BACKGROUND ON DATA INTEGRATION
Since the widespread adoption of computers in business over fifty years ago, there has been a need for companies to integrate data from different systems for reporting, analytics or application development purposes. In recent years, with the widespread adoption of cloud based and mobile applications, companies found themselves supporting an increasing amount of data from disparate data sources (silos) and formats. Keith Block, Salesforce.com COO, recently mentioned that “90% of the world data was created in the last 12 months”. Faced with demands from management, users, and regulatory authorities to report or access this disparate data in a unified way, IT departments often took the expeditious approach of writing code or use connectors to integrate the required disparate data sources and respond to these requests. As a particular report or application proved popular, requests for additional data to be added often followed. This meant additional, time consuming, hand coding resulting in excessive drains on IT resources. Overwhelmed by these numerous demands, IT departments often found it necessary to delay responding, creating a backlog that resulted in an ever-more frustrated stakeholder base.
One solution that emerged in the early 1990s was the data warehouse: a central repository of data built from the disparate data sources of the business. This represented a tightly coupled architecture as all of the disparate data was physically stored and reconciled in one repository. With a single source of integrated data in place it was much easier for IT to satisfy a company’s reporting needs. As significant of a move forward as this was, the shortcomings of the data warehouse approach become apparent:
- The creation of a data warehouse required incurring significant expense to setup what is a redundant, huge, physical relational database. A major component of this process was extracting, transforming and loading (“ETL”) the data from the heterogeneous data sources into the data warehouse.
- Significant IT time and resource were needed to care and feed a data warehouse. If the underlying data sources were frequently updated, then the ETL process needed to be regularly re-executed to keep the data in the data warehouse synchronized.
- Not all of a company’s data was stored in the data warehouse. If a report demanded a new data source then IT was required to devote time to integrate it into the data warehouse.

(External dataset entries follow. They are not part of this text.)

impl Default for CometParams {
    fn default() -> Self {
        Self {
            pool_size: 4,
            first_interval_ms: Span(4_000.0, 12_000.0),
            interval_ms: Span(4_000.0, 13_000.0),
            spawn_x: Span(0.1, 0.7),
            spawn_y: Span(0.0, 0.35),
            angle: FRAC_PI_4,
            angle_jitter: 0.6,
            speed: Span(6.0, 14.0),
            max_alpha: Span(0.55, 0.90),
            max_life: Span(55.0, 100.0),
            width: Span(1.0, 1.8),
            max_trail: 22,
            attack: 0.15,
            head_radius: 3.0,
            head_color: Rgb8::new(255, 255, 245),
            tint: ColorRange::new([215, 245], [195, 220], [150, 185]),
        }
    }
}

/// One sinusoidal ribbon.
#[derive(Clone, Copy, Debug, PartialEq, serde::Serialize, serde::Deserialize)]
pub struct RibbonParams {
    /// Radians per logical pixel.
    pub frequency: f64,
    /// Fraction of the surface height.
    pub amplitude: f64,
    /// Phase advance per nominal frame.
    pub speed: f64,
    pub phase: f64,
    /// Vertical centre as a fraction of the surface height.
    pub center: f64,
    pub color: Rgb8,
    pub core_alpha: f64,
    pub glow_alpha: f64,
}

/// Layered gold ribbons.
#[derive(Clone, Debug, PartialEq, serde::Serialize, serde::Deserialize)]
#[serde(default)]
pub struct WaveParams {
    pub ribbons: Vec<RibbonParams>,
    /// Ribbons kept on light surfaces.
    pub light_count: usize,
    /// Opacity multiplier on light surfaces.
    pub light_intensity: f64,
    /// Sampling step for surfaces up to `medium_width`.
    pub step_narrow: f64,
    /// Sampling step up to `wide_width`.
    pub step_medium: f64,
    /// Sampling step beyond `wide_width`.
    pub step_wide: f64,
    pub medium_width: f64,
    pub wide_width: f64,
    pub glow_width: f64,
    pub core_width: f64,
}

impl Default for WaveParams {
    fn default() -> Self {
        fn ribbon(
            frequency: f64,
            amplitude: f64,
            speed: f64,
            phase: f64,
            center: f64,
            color: Rgb8,
            core_alpha: f64,
            glow_alpha: f64,
        ) -> RibbonParams {
            RibbonParams {
                frequency,
                amplitude,
                speed,
                phase,
                center,
                color,
                core_alpha,
                glow_alpha,
            }
        }

        Self {
            ribbons: vec![
                ribbon(0.0040, 0.080, 0.012, 0.0, 0.50, Rgb8::new(212, 175, 55), 0.55, 0.10),
                ribbon(0.0065, 0.050, -0.018, 1.3, 0.46, Rgb8::new(235, 200, 110), 0.40, 0.08),
                ribbon(0.0028, 0.110, 0.008, 2.6, 0.55, Rgb8::new(190, 150, 60), 0.30, 0.07),
                ribbon(0.0090, 0.035, 0.025, 4.1, 0.52, Rgb8::new(245, 215, 140), 0.25, 0.05),
                ribbon(0.0050, 0.070, -0.010, 5.2, 0.58, Rgb8::new(200, 160, 80), 0.20, 0.05),
            ],
            light_count: 3,
            light_intensity: 0.7,
            step_narrow: 4.0,
            step_medium: 6.0,
            step_wide: 8.0,
            medium_width: 600.0,
            wide_width: 1200.0,
            glow_width: 6.0,
            core_width: 1.2,
        }
    }
}

/// Gather/scatter rhythm of a spring field.
#[derive(Clone, Copy, Debug, PartialEq, serde::Serialize, serde::Deserialize)]
pub struct CycleParams {
    pub gather_ms: f64,
    pub scatter_ms: f64,
}

/// Spring-particle field tuning for one preset.
#[derive(Clone, Debug, PartialEq, serde::Serialize, serde::Deserialize)]
#[serde(default)]
pub struct SpringFieldParams {
    /// Population when homes are scattered; `max_count` also caps target layouts.
    pub population: DensityFormula,
    /// Particles start scattered and begin gathering after this delay.
    pub converge_delay_ms: f64,
    pub cycle: Option<CycleParams>,
    pub spring_far: f64,
    pub spring_rest: f64,
    /// Softer constant used after pointer repulsion until the particle resettles.
    pub spring_displaced: f64,
    pub far_distance: f64,
    pub settle_distance: f64,
    /// Velocity retained per nominal frame.
    pub damping: f64,
    pub repel_radius: f64,
    pub repel_strength: f64,
    pub orbit_radius: Span,
    pub orbit_speed: Span,
    pub breathe_speed: Span,
    /// Lowest breathing opacity as a fraction of the particle's target opacity.
    pub breathe_floor: f64,
    /// Half-width of each initial velocity component.
    pub initial_speed: f64,
    pub size: Span,
    pub alpha_target: Span,
    pub fade_in: f64,
    pub fade_out: f64,
    pub scatter_jitter: f64,
    pub scatter_damping: f64,
    /// Inset of scattered homes from each edge, as a fraction of the dimension.
    pub home_inset: f64,
    pub link_distance: f64,
    pub link_alpha: f64,
    pub link_width: f64,
    pub color: ColorRange,
    /// Grid step in pixels when sampling a target mask.
    pub mask_step: u32,
}

impl SpringFieldParams {
    /// Bright interactive preset.
    pub fn hero() -> Self {
        Self {
            population: DensityFormula {
                area_per_agent: 9_000.0,
                min_count: 50,
                max_count: 200,
                light_factor: 0.6,
            },
            converge_delay_ms: 600.0,
            cycle: None,
            spring_far: 0.06,
            spring_rest: 0.04,
            spring_displaced: 0.015,
            far_distance: 60.0,
            settle_distance: 6.0,
            damping: 0.86,
            repel_radius: 110.0,
            repel_strength: 1.8,
            orbit_radius: Span(0.5, 2.0),
            orbit_speed: Span(0.008, 0.023),
            breathe_speed: Span(0.008, 0.023),
            breathe_floor: 0.65,
            initial_speed: 0.75,
            size: Span(0.4, 1.8),
            alpha_target: Span(0.35, 0.90),
            fade_in: 0.018,
            fade_out: 0.01,
            scatter_jitter: 0.06,
            scatter_damping: 0.97,
            home_inset: 0.08,
            link_distance: 90.0,
            link_alpha: 0.22,
            link_width: 0.6,
            color: ColorRange::new([170, 235], [130, 190], [8, 43]),
            mask_step: 5,
        }
    }

    /// Ghostly preset: fewer particles, slower gathering, periodic scattering.
    pub fn services() -> Self {
        Self {
            population: DensityFormula {
                area_per_agent: 9_000.0,
                min_count: 40,
                max_count: 120,
                light_factor: 0.6,
            },
            converge_delay_ms: 1_200.0,
            cycle: Some(CycleParams {
                gather_ms: 8_000.0,
                scatter_ms: 3_000.0,
            }),
            alpha_target: Span(0.20, 0.55),
            link_alpha: 0.14,
            mask_step: 6,
            ..Self::hero()
        }
    }
}

impl Default for SpringFieldParams {
    fn default() -> Self {
        Self::hero()
    }
}

/// Near-static breathing points.
#[derive(Clone, Debug, PartialEq, serde::Serialize, serde::Deserialize)]
#[serde(default)]
pub struct ShimmerParams {
    pub population: DensityFormula,
    pub size: Span,
    pub max_alpha: Span,
    pub speed: Span,
    pub color: ColorRange,
}

impl Default for ShimmerParams {
    fn default() -> Self {
        Self {
            population: DensityFormula {
                area_per_agent: 15_000.0,
                min_count: 30,
                max_count: 120,
                light_factor: 0.5,
            },
            size: Span(0.1, 1.0),
            max_alpha: Span(0.02, 0.14),
            speed: Span(0.002, 0.010),
            color: ColorRange::new([180, 220], [140, 180], [20, 50]),
        }
    }
}

/// Complete engine configuration.
#[derive(Clone, Debug, PartialEq, serde::Serialize, serde::Deserialize)]
#[serde(default)]
pub struct EngineConfig {
    /// Root seed; each role derives its own stream from it.
    pub seed: u64,
    pub max_pixel_ratio: f64,
    pub nominal_frame_ms: f64,
    pub frame_ceiling_ms: f64,
    pub motes: MoteParams,
    pub stars: StarParams,
    pub comets: CometParams,
    pub waves: WaveParams,
    pub hero: SpringFieldParams,
    pub services: SpringFieldParams,
    pub shimmer: ShimmerParams,
}

impl Default for EngineConfig {
    fn default() -> Self {
        Self {
            seed: 0x601D_5EED,
            max_pixel_ratio: 2.0,
            nominal_frame_ms: NOMINAL_FRAME_MS,
            frame_ceiling_ms: FRAME_CEILING_MS,
            motes: MoteParams::default(),
            stars: StarParams::default(),
            comets: CometParams::default(),
            waves: WaveParams::default(),
            hero: SpringFieldParams::hero(),
            services: SpringFieldParams::services(),
            shimmer: ShimmerParams::default(),
        }
    }
}

impl EngineConfig {
    /// Parse a JSON config; missing fields take their defaults.
    pub fn from_json_str(s: &str) -> AurumResult<Self> {
        serde_json::from_str(s).map_err(|e| AurumError::serde(e.to_string()))
    }

    /// Parse a JSON config from a reader.
    pub fn from_json_reader(r: impl Read) -> AurumResult<Self> {
        serde_json::from_reader(r).map_err(|e| AurumError::serde(e.to_string()))
    }

    /// Serialize to pretty JSON.
    pub fn to_json_pretty(&self) -> AurumResult<String> {
        serde_json::to_string_pretty(self).map_err(|e| AurumError::serde(e.to_string()))
    }

    /// Reject values the simulation cannot integrate sanely.
    pub fn validate(&self) -> AurumResult<()> {
        positive(self.max_pixel_ratio, "max_pixel_ratio")?;
        positive(self.nominal_frame_ms, "nominal_frame_ms")?;
        positive(self.frame_ceiling_ms, "frame_ceiling_ms")?;

        let m = &self.motes;
        m.population.validate("motes.population")?;
        for (span, what) in [
            (m.rise_speed, "motes.rise_speed"),
            (m.wobble_speed, "motes.wobble_speed"),
            (m.wobble_amp, "motes.wobble_amp"),
            (m.flicker_speed, "motes.flicker_speed"),
            (m.size, "motes.size"),
            (m.alpha, "motes.alpha"),
            (m.size_light, "motes.size_light"),
            (m.alpha_light, "motes.alpha_light"),
        ] {
            span.validate(what)?;
        }
        unit_interval(m.flicker_depth, "motes.flicker_depth")?;
        unit_interval(m.fade_zone, "motes.fade_zone")?;
        non_negative(m.edge_margin, "motes.edge_margin")?;
        color(&m.color, "motes.color")?;

        let s = &self.stars;
        s.starlight.validate("stars.starlight")?;
        s.nebula.validate("stars.nebula")?;
        if s.layers == 0 {
            return Err(AurumError::validation("stars.layers must be > 0"));
        }
        for (span, what) in [
            (s.small_size, "stars.small_size"),
            (s.large_size, "stars.large_size"),
            (s.base_alpha, "stars.base_alpha"),
            (s.twinkle_speed, "stars.twinkle_speed"),
            (s.twinkle_depth, "stars.twinkle_depth"),
        ] {
            span.validate(what)?;
        }
        unit_interval(s.small_fraction, "stars.small_fraction")?;
        unit_interval(s.gold_fraction, "stars.gold_fraction")?;
        unit_interval(s.twinkle_depth.max(), "stars.twinkle_depth")?;
        positive(s.wrap_margin, "stars.wrap_margin")?;
        non_negative(s.drift_speed, "stars.drift_speed")?;
        unit_interval(s.parallax_ease, "stars.parallax_ease")?;
        color(&s.gold_color, "stars.gold_color")?;

        let c = &self.comets;
        if c.pool_size == 0 {
            return Err(AurumError::validation("comets.pool_size must be > 0"));
        }
        if c.max_trail == 0 {
            return Err(AurumError::validation("comets.max_trail must be > 0"));
        }
        for (span, what) in [
            (c.first_interval_ms, "comets.first_interval_ms"),
            (c.interval_ms, "comets.interval_ms"),
            (c.spawn_x, "comets.spawn_x"),
            (c.spawn_y, "comets.spawn_y"),
            (c.speed, "comets.speed"),
            (c.max_alpha, "comets.max_alpha"),
            (c.max_life, "comets.max_life"),
            (c.width, "comets.width"),
        ] {
            span.validate(what)?;
        }
        if c.interval_ms.min() < 0.0 || c.first_interval_ms.min() < 0.0 {
            return Err(AurumError::validation("comets intervals must be >= 0"));
        }
        if c.max_life.min() <= 0.0 {
            return Err(AurumError::validation("comets.max_life must be > 0"));
        }
        if !(c.attack > 0.0 && c.attack < 1.0) {
            return Err(AurumError::validation("comets.attack must be in (0, 1)"));
        }
        color(&c.tint, "comets.tint")?;

        let w = &self.waves;
        for (i, r) in w.ribbons.iter().enumerate() {
            if ![r.frequency, r.amplitude, r.speed, r.phase, r.center]
                .iter()
                .all(|v| v.is_finite())
            {
                return Err(AurumError::validation(format!("waves.ribbons[{i}] must be finite")));
            }
            unit_interval(r.core_alpha, &format!("waves.ribbons[{i}].core_alpha"))?;
            unit_interval(r.glow_alpha, &format!("waves.ribbons[{i}].glow_alpha"))?;
        }
        positive(w.step_narrow, "waves.step_narrow")?;
        positive(w.step_medium, "waves.step_medium")?;
        positive(w.step_wide, "waves.step_wide")?;
        unit_interval(w.light_intensity, "waves.light_intensity")?;

        for (p, what) in [(&self.hero, "hero"), (&self.services, "services")] {
            p.population.validate(&format!("{what}.population"))?;
            if !(p.damping > 0.0 && p.damping <= 1.0) {
                return Err(AurumError::validation(format!("{what}.damping must be in (0, 1]")));
            }
            if !(p.scatter_damping > 0.0 && p.scatter_damping <= 1.0) {
                return Err(AurumError::validation(format!(
                    "{what}.scatter_damping must be in (0, 1]"
                )));
            }
            for (v, field) in [
                (p.spring_far, "spring_far"),
                (p.spring_rest, "spring_rest"),
                (p.spring_displaced, "spring_displaced"),
                (p.converge_delay_ms, "converge_delay_ms"),
                (p.link_distance, "link_distance"),
                (p.repel_strength, "repel_strength"),
            ] {
                non_negative(v, &format!("{what}.{field}"))?;
            }
            positive(p.repel_radius, &format!("{what}.repel_radius"))?;
            if p.mask_step == 0 {
                return Err(AurumError::validation(format!("{what}.mask_step must be > 0")));
            }
            unit_interval(p.breathe_floor, &format!("{what}.breathe_floor"))?;
            unit_interval(p.link_alpha, &format!("{what}.link_alpha"))?;
            if let Some(cycle) = p.cycle {
                positive(cycle.gather_ms + cycle.scatter_ms, &format!("{what}.cycle"))?;
                non_negative(cycle.gather_ms, &format!("{what}.cycle.gather_ms"))?;
                non_negative(cycle.scatter_ms, &format!("{what}.cycle.scatter_ms"))?;
            }
            for (span, field) in [
                (p.orbit_radius, "orbit_radius"),
                (p.orbit_speed, "orbit_speed"),
                (p.breathe_speed, "breathe_speed"),
                (p.size, "size"),
                (p.alpha_target, "alpha_target"),
            ] {
                span.validate(&format!("{what}.{field}"))?;
            }
            color(&p.color, &format!("{what}.color"))?;
        }

        let sh = &self.shimmer;
        sh.population.validate("shimmer.population")?;
        sh.size.validate("shimmer.size")?;
        sh.max_alpha.validate("shimmer.max_alpha")?;
        sh.speed.validate("shimmer.speed")?;
        color(&sh.color, "shimmer.color")?;

        Ok(())
    }
}
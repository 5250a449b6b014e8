use super::{ParticleSystem, step_agents};
use crate::agents::wave::sample_step;
use crate::agents::{Ribbon, Tick};
use crate::config::{Density, SurfaceStyle, WaveParams};
use crate::draw::DrawList;
use crate::foundation::core::SurfaceGeometry;
use crate::foundation::time::TimeStep;

/// Layered gold ribbons. Fully deterministic: ribbons carry fixed shapes, not random draws.
pub struct WaveSystem {
    params: WaveParams,
    density: Density,
    geometry: SurfaceGeometry,
    ribbons: Vec<Ribbon>,
}

impl WaveSystem {
    pub fn new(params: &WaveParams, density: Density) -> Self {
        Self {
            params: params.clone(),
            density,
            geometry: SurfaceGeometry::default(),
            ribbons: Vec::new(),
        }
    }

    /// Every ribbon for normal density, the first `light_count` for light density.
    pub fn population_for(params: &WaveParams, density: Density) -> usize {
        match density {
            Density::Normal => params.ribbons.len(),
            Density::Light => params.light_count.min(params.ribbons.len()),
        }
    }

    pub fn ribbons(&self) -> &[Ribbon] {
        &self.ribbons
    }
}

impl ParticleSystem for WaveSystem {
    fn style(&self) -> SurfaceStyle {
        SurfaceStyle::Waves
    }

    fn density(&self) -> Density {
        self.density
    }

    fn geometry(&self) -> SurfaceGeometry {
        self.geometry
    }

    fn resize(&mut self, geometry: SurfaceGeometry, reduced_motion: bool) {
        self.geometry = geometry;
        self.ribbons.clear();
        let bounds = geometry.logical;
        if reduced_motion || bounds.is_empty() {
            return;
        }
        let intensity = match self.density {
            Density::Normal => 1.0,
            Density::Light => self.params.light_intensity,
        };
        let step = sample_step(&self.params, bounds.width);
        let count = Self::population_for(&self.params, self.density);
        self.ribbons.extend(
            self.params.ribbons[..count]
                .iter()
                .map(|shape| Ribbon::new(*shape, bounds, intensity, step)),
        );
    }

    fn animate(&mut self, step: TimeStep, out: &mut DrawList) {
        out.clear();
        if self.ribbons.is_empty() {
            return;
        }
        let tick = Tick {
            scale: step.scale,
            bounds: self.geometry.logical,
            density: self.density,
            params: &self.params,
            pointer: None,
            gathering: false,
        };
        step_agents(&mut self.ribbons, &tick, out);
    }

    fn population(&self) -> usize {
        self.ribbons.len()
    }
}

- Data contained in a data warehouse was not available in real-time which impacted the speed and quality of the decision leveraging that data. The currency of data extracted from a warehouse was only as current as the last time the warehouse’s data were refreshed.
Data virtualization emerged as a technology to address the shortcomings of hand coding and data warehouse technology for accessing data from disparate data sources in an integrated way.
WHAT IS DATA VIRTUALIZATION?
Data Virtualization technology is rapidly gaining momentum and is radically improving the productivity of users and developers to access their company’s distributed data sources for data integration, reporting and analytics, and application development. It is an agile method that enables real-time access to disparate data sources across the enterprise (on-premise and in the cloud) in a fraction of the time and at a fraction of the cost of traditional approaches. For those not familiar with the term, the following is a standard definition for data virtualization:
“Data virtualization extracts data from multiple disparate sources creating a unified virtual data layer that provides users easy access to the underlying source data.”
Graphic depiction of how data virtualization works.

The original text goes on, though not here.